Il documento preparato da Renzi presenta l’affermazione secca che “la riforma del Titolo V deve prevedere l'eliminazione della materia concorrente”, ma questa indicazione deve riempirsi di contenuti, soprattutto per quanto riguarda la materia delle reti infrastrutturali di trasporto e di energia. Sarà importante verificare come le indicazioni verranno tradotte nel dettato legislativo, ma è evidente fin d’ora che si tratta di una rivoluzione che non è affatto esagerato definire storica.
Anche se è ancora presto per ritenere che venga definitivamente messo in soffitta il potere di interdizione delle Regioni (e, a cascata, delle amministrazioni locali), la riforma produrrà comunque un effetto certo: recuperare allo Stato un potere di programmazione su settori decisivi come le infrastrutture e l’energia e, soprattutto, sveltire gli iter procedurali per la realizzazione di opere considerate di preminente interesse nazionale.
Anche il Ministro dei Trasporti e delle Infrastrutture, Maurizio Lupi, ha recentemente definito “inaccettabili” i tempi previsti – ad esempio – per la realizzazione di un’opera come l’Alta Velocità-Alta Capacità Napoli-Bari. E, a prescindere dalle questioni finanziarie (certamente non di poco conto), è parimenti discutibile lo stallo riguardante la realizzazione della nuova linea ferroviaria Venezia-Trieste, per non parlare di molte altre opere.
E’ evidente che tutto ciò non può tradursi in un semplice ritorno all’indietro e a una riproposizione pura e semplice del ruolo dello Stato “centralista”. Probabilmente (e sarebbe ovviamente opportuno), una semplificazione del quadro decisionale sarà accompagnata da altri provvedimenti più volte richiesti e in parte anche annunciati e progettati, vale a dire l’introduzione di meccanismi di coinvolgimento delle popolazioni locali e di trasparenza dei percorsi decisionali (il famoso “debat public” o, addirittura, forme di vera e propria consultazione referendaria).

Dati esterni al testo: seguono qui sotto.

impl TaskSystem {
    /// `result_retention` bounds the LRU cache of completed task results
    /// (spec §4.5).
    pub fn new(config: FabricConfig, result_retention: u64) -> Arc<Self> {
        let breaker_config = CircuitBreakerConfig {
            failure_threshold: config.circuit_failure_threshold,
            reset_timeout: config.circuit_reset_timeout(),
            ..Default::default()
        };
        Arc::new(Self {
            config,
            registry: HandlerRegistry::new(),
            pools: DashMap::new(),
            states: DashMap::new(),
            progress: DashMap::new(),
            progress_floor: DashMap::new(),
            cancel_flags: DashMap::new(),
            emitted_children: DashMap::new(),
            results: moka::sync::Cache::new(result_retention),
            breakers: CircuitBreakerRegistry::new(breaker_config),
            dead_letter: Mutex::new(Arc::new(NullDeadLetterSink)),
            delayed: Arc::new(DelayedQueue::default()),
            delayed_shutdown: Arc::new(AtomicBool::new(false)),
            delayed_thread: Mutex::new(None),
            state: Mutex::new(TaskSystemState::Stopped),
        })
    }

    pub fn state(&self) -> TaskSystemState {
        *self.state.lock().unwrap()
    }

    pub fn set_dead_letter_sink(&self, sink: Arc<dyn DeadLetterSink<Task>>) {
        *self.dead_letter.lock().unwrap() = sink;
    }

    /// Fails with `AlreadyExists` on duplicate registration.
    pub fn register_handler(&self, name: impl Into<String>, handler: TaskHandler) -> Result<()> {
        self.registry.register(name, handler)
    }

    /// Spawns the default queue's worker pool and the scheduled-task
    /// dispatch thread.
    pub fn start(self: &Arc<Self>) -> Result<()> {
        {
            let mut state = self.state.lock().unwrap();
            if *state == TaskSystemState::Running {
                return Err(TaskmeshError::InvalidState("task system already running".into()));
            }
            *state = TaskSystemState::Running;
        }
        self.get_or_start_pool("default")?;

        self.delayed_shutdown.store(false, Ordering::SeqCst);
        let this = self.clone();
        let mut thread_guard = self.delayed_thread.lock().unwrap();
        *thread_guard = Some(std::thread::spawn(move || this.run_delayed_loop()));
        info!("task system started");
        Ok(())
    }

    /// Stops every queue's worker pool (draining in-flight jobs) and the
    /// scheduled-task dispatch thread.
    pub fn stop(&self) {
        {
            let mut state = self.state.lock().unwrap();
            if *state != TaskSystemState::Running {
                return;
            }
            *state = TaskSystemState::Stopped;
        }
        self.delayed_shutdown.store(true, Ordering::SeqCst);
        self.delayed.wake.notify_all();
        if let Some(handle) = self.delayed_thread.lock().unwrap().take() {
            let _ = handle.join();
        }
        for pool in self.pools.iter() {
            pool.value().stop(false);
        }
        info!("task system stopped");
    }

    fn get_or_start_pool(&self, queue_name: &str) -> Result<Arc<WorkerPool>> {
        if let Some(existing) = self.pools.get(queue_name) {
            return Ok(existing.clone());
        }
        let pool = Arc::new(WorkerPool::new(
            format!("task-{queue_name}"),
            self.config.worker_threads,
        ));
        pool.start()?;
        self.pools.insert(queue_name.to_string(), pool.clone());
        Ok(pool)
    }

    fn run_delayed_loop(self: Arc<Self>) {
        debug!("scheduled-task dispatch thread starting");
        loop {
            let mut guard = self.delayed.heap.lock().unwrap();
            loop {
                if self.delayed_shutdown.load(Ordering::SeqCst) {
                    return;
                }
                match guard.peek() {
                    Some(top) => {
                        let now = Instant::now();
                        if top.due <= now {
                            break;
                        }
                        let (g, _) = self.delayed.wake.wait_timeout(guard, top.due - now).unwrap();
                        guard = g;
                    }
                    None => {
                        guard = self.delayed.wake.wait(guard).unwrap();
                    }
                }
            }
            let Some(entry) = guard.pop() else { continue };
            drop(guard);
            self.dispatch_now(entry.task);
        }
    }

    /// Validates the handler is known, assigns an id if absent, and either
    /// enqueues the task for immediate execution or holds it for its
    /// `scheduled_at` time (spec §4.5 "Scheduling hook").
    pub fn submit(self: &Arc<Self>, mut task: Task) -> Result<String> {
        if self.state() != TaskSystemState::Running {
            return Err(TaskmeshError::InvalidState("task system is not running".into()));
        }
        if !self.registry.contains(&task.handler_name) {
            return Err(TaskmeshError::NoHandler(task.handler_name.clone()));
        }
        task.ensure_id();
        let task_id = task.task_id.clone();
        self.states.insert(task_id.clone(), TaskState::Pending);

        if let Some(scheduled_at) = task.scheduled_at {
            let delay = scheduled_at - chrono::Utc::now();
            if delay > chrono::Duration::zero() {
                let due = Instant::now() + delay.to_std().unwrap_or(Duration::ZERO);
                self.delayed.push(due, task);
                return Ok(task_id);
            }
        }
        self.dispatch_now(task);
        Ok(task_id)
    }

    fn cancel_flag_for(&self, task_id: &str) -> Arc<AtomicBool> {
        self.cancel_flags
            .entry(task_id.to_string())
            .or_insert_with(|| Arc::new(AtomicBool::new(false)))
            .clone()
    }

    /// Sets the cancellation flag. A task still `Pending` transitions
    /// directly to `Cancelled` without ever invoking its handler; a
    /// `Running` task only sees the flag on its next cooperative check.
    pub fn cancel(&self, task_id: &str) {
        self.cancel_flag_for(task_id).store(true, Ordering::SeqCst);
    }

    pub fn query_progress(&self, task_id: &str) -> Option<(f64, String)> {
        self.progress.get(task_id).map(|e| e.clone())
    }

    pub fn query_state(&self, task_id: &str) -> Option<TaskState> {
        self.states.get(task_id).map(|e| *e)
    }

    pub fn query_result(&self, task_id: &str) -> Option<TaskResult> {
        self.results.get(task_id)
    }

    pub fn query_emitted_children(&self, task_id: &str) -> Vec<String> {
        self.emitted_children.get(task_id).map(|e| e.clone()).unwrap_or_default()
    }

    fn dispatch_now(self: &Arc<Self>, task: Task) {
        let queue_name = task.queue_name.clone();
        let pool = match self.get_or_start_pool(&queue_name) {
            Ok(pool) => pool,
            Err(e) => {
                warn!(queue = %queue_name, error = %e, "could not start queue pool for task");
                return;
            }
        };
        let this = self.clone();
        let task_id = task.task_id.clone();
        let _ = pool.submit(format!("task-{task_id}"), move || {
            this.run_task(task);
            Ok(())
        });
    }

    fn set_state(&self, task_id: &str, state: TaskState) {
        self.states.insert(task_id.to_string(), state);
    }

    fn finalize(&self, task: &Task, state: TaskState, value: Option<crate::value::ValueContainer>, error: Option<String>, attempts: u32) {
        self.set_state(&task.task_id, state);
        self.results.insert(
            task.task_id.clone(),
            TaskResult {
                task_id: task.task_id.clone(),
                state,
                value,
                error,
                attempt_count: attempts,
            },
        );
    }

    fn run_task(self: &Arc<Self>, task: Task) {
        let task_id = task.task_id.clone();
        let cancel_flag = self.cancel_flag_for(&task_id);
        if cancel_flag.load(Ordering::SeqCst) {
            self.finalize(&task, TaskState::Cancelled, None, None, 0);
            return;
        }
        let Some(handler) = self.registry.get(&task.handler_name) else {
            self.finalize(&task, TaskState::Failed, None, Some(format!("no handler: {}", task.handler_name)), 0);
            return;
        };

        self.set_state(&task_id, TaskState::Running);
        let breaker = self.breakers.get_or_create(&task.handler_name);
        let max_attempts = task.max_attempts.max(1);
        let retry = RetryExecutor::new(RetryConfig {
            max_attempts,
            base_delay: self.config.retry_base_delay(),
            multiplier: 2.0,
            strategy: RetryStrategy::Exponential,
            jitter: true,
            should_retry: Arc::new(|e| !matches!(e, TaskmeshError::Cancelled)),
        });

        let emitted: Arc<Mutex<Vec<String>>> = Arc::new(Mutex::new(Vec::new()));
        let timeout = task.timeout;
        let outcome = retry.execute(|attempt| {
            if cancel_flag.load(Ordering::SeqCst) {
                return Err(TaskmeshError::Cancelled);
            }
            if attempt > 1 {
                self.set_state(&task_id, TaskState::Retrying);
                self.progress_floor.remove(&task_id);
            }
            self.set_state(&task_id, TaskState::Running);

            let this = self.clone();
            let sink_task_id = task_id.clone();
            let sink: Arc<dyn Fn(f64, &str) + Send + Sync> = Arc::new(move |fraction, message| {
                let mut last = this.progress_floor.entry(sink_task_id.clone()).or_insert(0.0);
                let clamped = if fraction < *last {
                    warn!(task = %sink_task_id, fraction, floor = *last, "progress report below monotone floor, clamping");
                    *last
                } else {
                    *last = fraction;
                    fraction
                };
                this.progress.insert(sink_task_id.clone(), (clamped, message.to_string()));
            });

            let ctx = TaskContext::new(attempt, cancel_flag.clone(), sink);
            let attempt_task = Task {
                task_id: task_id.clone(),
                handler_name: task.handler_name.clone(),
                payload: task.payload.clone(),
                priority: task.priority,
                attempt_count: attempt,
                max_attempts,
                timeout,
                scheduled_at: None,
                queue_name: task.queue_name.clone(),
            };
            let emitted_for_call = emitted.clone();
            // `ctx` is owned by whichever call runs the handler so it can be
            // moved onto a detached thread for the timeout case; either way
            // it is finalized and drained into `emitted` from the same place
            // the handler actually ran.
            let run_once = {
                let handler = handler.clone();
                move |mut ctx: TaskContext| -> Result<crate::value::ValueContainer> {
                    let result = (handler)(attempt_task, &mut ctx);
                    ctx.mark_finished();
                    emitted_for_call.lock().unwrap().extend(ctx.take_emitted_children());
                    result
                }
            };
            breaker.call(|| match timeout {
                // Spec §5: on elapse the call returns `Timeout` without
                // waiting for the closure; the spawned thread is not killed
                // and keeps running to completion on its own.
                Some(deadline) => run_with_timeout(deadline, move || run_once(ctx)),
                None => run_once(ctx),
            })
        });

        self.emitted_children.insert(task_id.clone(), emitted.lock().unwrap().clone());

        match outcome {
            Ok(value) => self.finalize(&task, TaskState::Completed, Some(value), None, max_attempts),
            Err(TaskmeshError::Cancelled) => self.finalize(&task, TaskState::Cancelled, None, None, 0),
            Err(e) => {
                self.dead_letter.lock().unwrap().accept(&task, &e.to_string(), max_attempts);
                self.finalize(&task, TaskState::DeadLettered, None, Some(e.to_string()), max_attempts);
            }
        }
    }
}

Rimane, in ogni caso, l’enorme importanza di una riforma che restituisce un ruolo programmatorio e decisionale allo Stato, che faremmo bene a non considerare più un’entità astratta, ma ciò che effettivamente è, vale a dire l’espressione di una volontà collettiva. E, per chi ricorda gli eccessi del passato anche in campo infrastrutturale, sarà bene riflettere che il mondo è talmente cambiato da non consentire ritorni all’indietro: non lo consentono la scarsità di risorse, non lo consente l’urgenza di trasformare l’Italia in uno Stato moderno, anche e soprattutto nello sviluppo di quelle reti che oggi costituiscono il presupposto indispensabile di qualsiasi tipo di crescita.